Schools can be operated safely when resources are put into place to support safe schools. I'm deeply troubled that these assumptions are made without reference to the need to properly support safety measures, including with funding to keep classes small and students safe.
I also worry that we have had the wrong priorities in re-opening, as we've brought back luxuries like bars and movies before essential services like schools. We have a societal budget for re-opening before case counts rise, and we should spend that on education before nightclubs.
It's good for children to come back to school where possible - the evidence is pretty clear on this - but re-opening of schools is being done without additional funding to school divisions and in a context of other poor policy decisions to prevent transmission in the community.
I'm put in mind of Jens Qvortrup's work on what happens in decision making when adults and children are in win/lose positions related to a decision - in these cases, the desires of adults tend to win.
This means, as Alberta re-opens, we've considered adult desires - for movies, restaurants, bars, and so on - before children's need to be able to return to schools safely without putting them and their teachers at higher risk.
And so, our children are going back as cases are already rising because of increases in risky behaviour accompanying the re-opening. We will continue work to keep students safe, but we have to consider the school as a part of larger society.
And so, as you consider the safety of children, teachers, and staff as schools re-open, we need to also ask about the broader policy and funding context in which the re-opening is taking place.

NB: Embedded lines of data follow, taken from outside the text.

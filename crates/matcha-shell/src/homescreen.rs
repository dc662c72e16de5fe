//! Home screen content: favorites, dock, and the launcher grid.
//!
//! Pure data over the fixed app set plus the launcher's search filter.
//! The glance card is static copy the renderer shows above the grid.

use matcha_types::app::AppId;

/// Shortcut row shown at the top of the mobile home screen.
pub fn favorites() -> &'static [AppId] {
    &AppId::ALL[..3]
}

/// Dock row pinned near the bottom of the mobile home screen.
pub fn dock() -> &'static [AppId] {
    &AppId::ALL[3..]
}

/// Static glance-card copy.
#[derive(Debug, Clone, Copy)]
pub struct GlanceCard {
    pub headline: &'static str,
    pub time_range: &'static str,
    pub temperature: &'static str,
}

pub const GLANCE: GlanceCard = GlanceCard {
    headline: "Coffee with Robin in 30 min",
    time_range: "10:00 - 11:00 AM",
    temperature: "68\u{b0}F",
};

/// Search state for the launcher (desktop app-drawer) grid.
#[derive(Debug, Default)]
pub struct LauncherState {
    query: String,
}

impl LauncherState {
    pub fn new() -> Self {
        Self::default()
    }

    pub fn set_query(&mut self, query: &str) {
        self.query = query.to_string();
    }

    pub fn clear(&mut self) {
        self.query.clear();
    }

    pub fn query(&self) -> &str {
        &self.query
    }

    /// Apps whose label matches the query (all of them when empty).
    pub fn grid(&self) -> Vec<AppId> {
        let needle = self.query.trim().to_lowercase();
        AppId::ALL
            .iter()
            .copied()
            .filter(|app| needle.is_empty() || app.label().to_lowercase().contains(&needle))
            .collect()
    }
}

If we want open schools, we need to ask what we are doing to keep the community around the school safe. Are we mandating masks? Are we pulling back on the opening of optional social spaces? What are we doing to reduce community spread so we can reduce spread in schools?
I'll also add that the reserves boards are using to adapt to COVID are reserves of funds meant to address education needs, and those reserves represent what's left after cuts over the last couple of years. I'm disappointed that we continue to be told we get to make choices.
The reality is that those choices are things like paying for EAs or putting in sanitizer stations. They're not choices that have no impact on classrooms. Yes, we have local autonomy, but that autonomy is always affected by the provincial funding context.
I hope families, teachers, staff, students, and other caring community members continue to speak up for schools to have everything they need to return students to class safely and to prioritize the needs of children when we consider the broader context of COVID and public health.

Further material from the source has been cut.